Sert geçen bir kışın ortasında, şövalyeler vergi müdürünün çalışma odasındaki şömineyi yıkıp bir gecede, gürültü çıkarmadan, çalışmalarından en ufak bir iz bırakmadan, tümüyle benzeri bir yenisini yaptılar. Bu yeni şömine içinden bütün daireyi dumana boğacak şekilde ayarlanmıştı. Müdür, o kadar iyi çalışan, o kadar memnun olduğu şöminesinin neden ona bu oyunu oynadığını keşfedinceye kadar iki ay çile çekmek ve sonunda şömineyi tekrar yaptırmak zorunda kaldı.
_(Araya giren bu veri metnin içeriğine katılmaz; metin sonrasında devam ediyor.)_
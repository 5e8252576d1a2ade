use anyhow::{bail, Result};
use company_search::{Company, MatchResult};
use serde::Serialize;
use tabled::settings::Style;
use tabled::{Table, Tabled};

use crate::xml_output;

#[derive(Clone, Debug, PartialEq)]
pub enum OutputFormat {
    Table,
    Json,
    Csv,
    Markdown,
    Xml,
}

impl OutputFormat {
    pub fn parse(input: &str) -> Result<Self> {
        match input.trim().to_lowercase().as_str() {
            "table" => Ok(Self::Table),
            "json" => Ok(Self::Json),
            "csv" => Ok(Self::Csv),
            "markdown" | "md" => Ok(Self::Markdown),
            "xml" => Ok(Self::Xml),
            other => bail!(
                "unknown output format '{}'. Valid values: table, json, csv, markdown, xml",
                other
            ),
        }
    }
}

/// Result of checking one identifier against one format.
#[derive(Serialize, Debug, Clone)]
#[serde(rename_all = "camelCase")]
pub struct ValidationReport {
    pub identifier: String,
    pub identifier_type: String,
    pub valid: bool,
}

#[derive(Tabled, Serialize)]
struct MatchRow {
    #[tabled(rename = "#")]
    #[serde(rename = "Rank")]
    rank: usize,
    #[tabled(rename = "Company")]
    #[serde(rename = "Company")]
    company: String,
    #[tabled(rename = "Ticker")]
    #[serde(rename = "Ticker")]
    ticker: String,
    #[tabled(rename = "Matched On")]
    #[serde(rename = "Matched On")]
    identifier_type: String,
    #[tabled(rename = "Matched Value")]
    #[serde(rename = "Matched Value")]
    matched: String,
    #[tabled(rename = "Confidence")]
    #[serde(rename = "Confidence")]
    confidence: String,
}

#[derive(Tabled, Serialize)]
struct SuggestionRow {
    #[tabled(rename = "Suggestion")]
    #[serde(rename = "Suggestion")]
    suggestion: String,
}

#[derive(Tabled, Serialize)]
struct ValidationRow {
    #[tabled(rename = "Identifier")]
    #[serde(rename = "Identifier")]
    identifier: String,
    #[tabled(rename = "Type")]
    #[serde(rename = "Type")]
    identifier_type: String,
    #[tabled(rename = "Valid")]
    #[serde(rename = "Valid")]
    valid: String,
}

#[derive(Tabled, Serialize)]
struct CompanyRow {
    #[tabled(rename = "Name")]
    #[serde(rename = "Name")]
    name: String,
    #[tabled(rename = "Ticker")]
    #[serde(rename = "Ticker")]
    ticker: String,
    #[tabled(rename = "LEI")]
    #[serde(rename = "LEI")]
    lei: String,
    #[tabled(rename = "FIGI")]
    #[serde(rename = "FIGI")]
    figi: String,
    #[tabled(rename = "PermID")]
    #[serde(rename = "PermID")]
    permid: String,
}

// -- Row builders --

fn build_match_rows(results: &[MatchResult<'_>]) -> Vec<MatchRow> {
    results
        .iter()
        .enumerate()
        .map(|(i, r)| MatchRow {
            rank: i + 1,
            company: r.company.name.clone(),
            ticker: r.company.ticker.clone().unwrap_or_default(),
            identifier_type: r.identifier_type.to_string(),
            matched: r.matched_identifier.clone(),
            confidence: format_confidence(r.confidence),
        })
        .collect()
}

fn build_suggestion_rows(suggestions: &[String]) -> Vec<SuggestionRow> {
    suggestions
        .iter()
        .map(|s| SuggestionRow {
            suggestion: s.clone(),
        })
        .collect()
}

fn build_validation_rows(reports: &[ValidationReport]) -> Vec<ValidationRow> {
    reports
        .iter()
        .map(|r| ValidationRow {
            identifier: r.identifier.clone(),
            identifier_type: r.identifier_type.clone(),
            valid: if r.valid { "yes" } else { "no" }.to_string(),
        })
        .collect()
}

fn build_company_rows(companies: &[Company]) -> Vec<CompanyRow> {
    companies
        .iter()
        .map(|c| CompanyRow {
            name: c.name.clone(),
            ticker: c.ticker.clone().unwrap_or_default(),
            lei: c.lei.clone().unwrap_or_default(),
            figi: c.figi.clone().unwrap_or_default(),
            permid: c.permid.clone().unwrap_or_default(),
        })
        .collect()
}

// -- Rendering helpers --

fn render_table<T: Tabled>(rows: Vec<T>) -> String {
    Table::new(rows).to_string()
}

fn render_markdown<T: Tabled>(rows: Vec<T>) -> String {
    let mut table = Table::new(rows);
    table.with(Style::markdown());
    table.to_string()
}

fn write_csv<T: Serialize>(rows: &[T]) -> Result<()> {
    let mut wtr = csv::Writer::from_writer(std::io::stdout());
    for row in rows {
        wtr.serialize(row)?;
    }
    wtr.flush()?;
    Ok(())
}

// -- Table output --

pub fn print_matches_table(results: &[MatchResult<'_>]) {
    println!("{}", render_table(build_match_rows(results)));
}

pub fn print_suggestions_table(suggestions: &[String]) {
    println!("{}", render_table(build_suggestion_rows(suggestions)));
}

pub fn print_validations_table(reports: &[ValidationReport]) {
    println!("{}", render_table(build_validation_rows(reports)));
}

pub fn print_companies_table(companies: &[Company]) {
    println!("{}", render_table(build_company_rows(companies)));
}

// -- Markdown output --

pub fn print_matches_markdown(results: &[MatchResult<'_>]) {
    println!("{}", render_markdown(build_match_rows(results)));
}

pub fn print_suggestions_markdown(suggestions: &[String]) {
    println!("{}", render_markdown(build_suggestion_rows(suggestions)));
}

pub fn print_validations_markdown(reports: &[ValidationReport]) {
    println!("{}", render_markdown(build_validation_rows(reports)));
}

pub fn print_companies_markdown(companies: &[Company]) {
    println!("{}", render_markdown(build_company_rows(companies)));
}

// -- CSV output --

pub fn print_matches_csv(results: &[MatchResult<'_>]) -> Result<()> {
    write_csv(&build_match_rows(results))
}

pub fn print_suggestions_csv(suggestions: &[String]) -> Result<()> {
    write_csv(&build_suggestion_rows(suggestions))
}

pub fn print_validations_csv(reports: &[ValidationReport]) -> Result<()> {
    write_csv(&build_validation_rows(reports))
}

pub fn print_companies_csv(companies: &[Company]) -> Result<()> {
    write_csv(&build_company_rows(companies))
}

// -- XML output --

pub fn print_matches_xml(results: &[MatchResult<'_>]) -> Result<()> {
    println!("{}", xml_output::matches_to_xml(results)?);
    Ok(())
}

pub fn print_suggestions_xml(suggestions: &[String]) -> Result<()> {
    println!("{}", xml_output::suggestions_to_xml(suggestions)?);
    Ok(())
}

pub fn print_validations_xml(reports: &[ValidationReport]) -> Result<()> {
    println!("{}", xml_output::validations_to_xml(reports)?);
    Ok(())
}

pub fn print_companies_xml(companies: &[Company]) -> Result<()> {
    println!("{}", xml_output::companies_to_xml(companies)?);
    Ok(())
}

// -- JSON output --

pub fn print_json<T: serde::Serialize>(data: &T) {
    match serde_json::to_string_pretty(data) {
        Ok(json) => println!("{}", json),
        Err(e) => eprintln!("Failed to serialize to JSON: {}", e),
    }
}

fn format_confidence(confidence: f64) -> String {
    format!("{:.3}", confidence)
}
Şövalyeler bir gün Madam Hochon'un dostu olan yaşlı, dindar bir kadının şöminesinin içine kükürde bulanmış üç demet saman ve yağlı kâğıtlar koydular. Sabahleyin, dingin ve uysal bir insan olan zavallı kadın, şöminesini tutuştururken, bir volkanı tutuşturduğunu sandı. İtfaiyeciler geldi, bütün kent oraya koştu, itfaiyeciler arasında birkaç aylak şövalye de bulunuyordu, bunlar yaşlı kadının evini su içinde bıraktılar; ona yangın korkusunu yaşattıkları gibi, suda boğulma korkusunu da yaşattılar. Korkudan hasta oldu kadın.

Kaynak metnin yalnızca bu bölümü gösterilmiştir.